Gu Xiaobin, Gao Xian-Shu, Cui Ming, Xie Mu, Peng Chuan, Bai Yun, Guo Wei, Han Linjun, Gu Xiaodong, Xiong Wei
Department of Radiation Oncology, Peking University First Hospital, Peking University, Beijing, China.
Graduate School of Medicine, Hebei North University, Zhangjiakou, Hebei, China.
Oncotarget. 2016 Aug 2;7(31):49878-49887. doi: 10.18632/oncotarget.10490.
The present study was aim to investigate the prognostic role of platelet to lymphocyte ratio (PLR) for patients with gastric cancer (GC) using meta-analysis. A total of 13 studies (14 cohorts) with 6,280 subjects were included.

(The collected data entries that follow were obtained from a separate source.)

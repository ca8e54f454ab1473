/// Greedy word wrap; always yields at least one (possibly empty) line.
pub fn wrap(text: &str, width: usize) -> Vec<String> {
    let mut lines: Vec<String> = Vec::new();
    let mut line = String::new();

    for word in text.split_whitespace() {
        let fits = line.chars().count() + 1 + word.chars().count() <= width;
        if !line.is_empty() && !fits {
            lines.push(std::mem::take(&mut line));
        }
        if !line.is_empty() {
            line.push(' ');
        }
        line.push_str(word);
    }

    if !line.is_empty() || lines.is_empty() {
        lines.push(line);
    }
    lines
}

/// Cuts `s` to at most `max_len` characters, marking the cut with `…`.
pub fn truncate(s: &str, max_len: usize) -> String {
    if s.chars().count() <= max_len {
        return s.to_string();
    }
    match max_len {
        0 => String::new(),
        n => {
            let mut out: String = s.chars().take(n - 1).collect();
            out.push('…');
            out
        }
    }
}

/// Renders an optional threshold, `off` when unset.
pub fn threshold(value: Option<f64>, unit: &str) -> String {
    match value {
        Some(v) => format!("{v} {unit}"),
        None => "off".to_string(),
    }
}

pub fn percent(part: usize, whole: usize) -> f64 {
    if whole == 0 {
        0.0
    } else {
        part as f64 / whole as f64 * 100.0
    }
}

By pooling hazard ratios (HRs) and 95% confidence intervals (CIs) and odds ratios (ORs) and 95% CIs from each study, we found that elevated PLR was significantly associated with poorer overall survival (OS) (HR: 1.3, 95% CI: 1.1-1.52, p = 0.001; Ι² = 68.5%, Ph < 0.001) but not with poor disease-free survival (DFS) (HR: 1.6, 95% CI: 0.88-2.9, p = 0.122; I2 = 87.8%, Ph < 0.001). Subgroup analysis showed that a high PLR significantly predicted poor OS in Caucasian populations, patients receiving chemotherapy and patients at advanced stage. In addition, the cut-off value of PLR > 160 showed adequately prognostic value. Furthermore, elevated PLR was associated with lymph node metastasis and CEA levels in GC. Our meta-analysis showed that elevated PLR could be a significant prognostic biomarker for poor OS in patients with GC.

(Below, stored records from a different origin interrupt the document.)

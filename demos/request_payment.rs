//! Example: request a C2B payment and confirm it with the customer's code
//!
//! Reads `SASAPAY_CLIENT_ID`, `SASAPAY_CLIENT_SECRET`, `SASAPAY_ENVIRONMENT`,
//! `SASAPAY_MERCHANT_CODE` and `SASAPAY_PHONE_NUMBER` from the environment.

use sasapay::{network_codes, ClientConfig, PaymentRequest, ProcessPaymentRequest, SasaPayClient};
use std::env;
use std::io::{self, BufRead};
use tracing_subscriber::EnvFilter;

#[tokio::main]
async fn main() -> std::result::Result<(), Box<dyn std::error::Error>> {
    // Initialize tracing
    let filter =
        EnvFilter::try_from_default_env().unwrap_or_else(|_| EnvFilter::new("sasapay=debug"));
    tracing_subscriber::fmt().with_env_filter(filter).init();

    let config = ClientConfig::from_env();
    println!("Using {} environment", config.credentials.environment);
    let client = SasaPayClient::with_config(config)?;

    let merchant_code = env::var("SASAPAY_MERCHANT_CODE")?;
    let request = PaymentRequest {
        merchant_code: merchant_code.clone(),
        network_code: network_codes::SASAPAY.to_string(),
        transaction_fee: 0,
        currency: "KES".to_string(),
        amount: "1".to_string(),
        callback_url: "https://example.com/sasapay/callback".to_string(),
        phone_number: env::var("SASAPAY_PHONE_NUMBER")?,
        transaction_desc: "Demo payment".to_string(),
        account_reference: "DEMO-1".to_string(),
    };

    let response = client.request_payment(&request).await?;
    println!("Payment requested: {}", response.customer_message);
    println!("  CheckoutRequestID: {}", response.checkout_request_id);

    if !response.status {
        println!("Gateway declined the request: {}", response.detail);
        return Ok(());
    }

    println!("Enter the verification code sent to the customer:");
    let mut code = String::new();
    io::stdin().lock().read_line(&mut code)?;

    let confirmed = client
        .process_payment(&ProcessPaymentRequest::new(
            response.checkout_request_id,
            merchant_code,
            code.trim(),
        ))
        .await?;
    println!("Process payment: status={} detail={}", confirmed.status, confirmed.detail);

    Ok(())
}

本研究旨在通过荟萃分析探讨血小板与淋巴细胞比值(PLR)在胃癌(GC)患者中的预后作用。共纳入13项研究(14个队列),涉及6280名受试者。通过汇总每项研究的风险比(HRs)及95%置信区间(CIs)和比值比(ORs)及95% CIs,我们发现PLR升高与较差的总生存期(OS)显著相关(HR:1.3,95% CI:1.1 - 1.52,p = 0.001;Ι² = 68.5%,Ph < 0.001),但与无病生存期(DFS)较差无关(HR:1.6,95% CI:0.88 - 2.9,p = 0.122;I2 = 87.8%,Ph < 0.001)。亚组分析显示,高PLR显著预示着白种人群、接受化疗的患者及晚期患者的OS较差。此外,PLR > 160的临界值显示出足够的预后价值。此外,PLR升高与GC患者的淋巴结转移及癌胚抗原(CEA)水平相关。我们的荟萃分析表明,PLR升高可能是GC患者OS较差的一个重要预后生物标志物。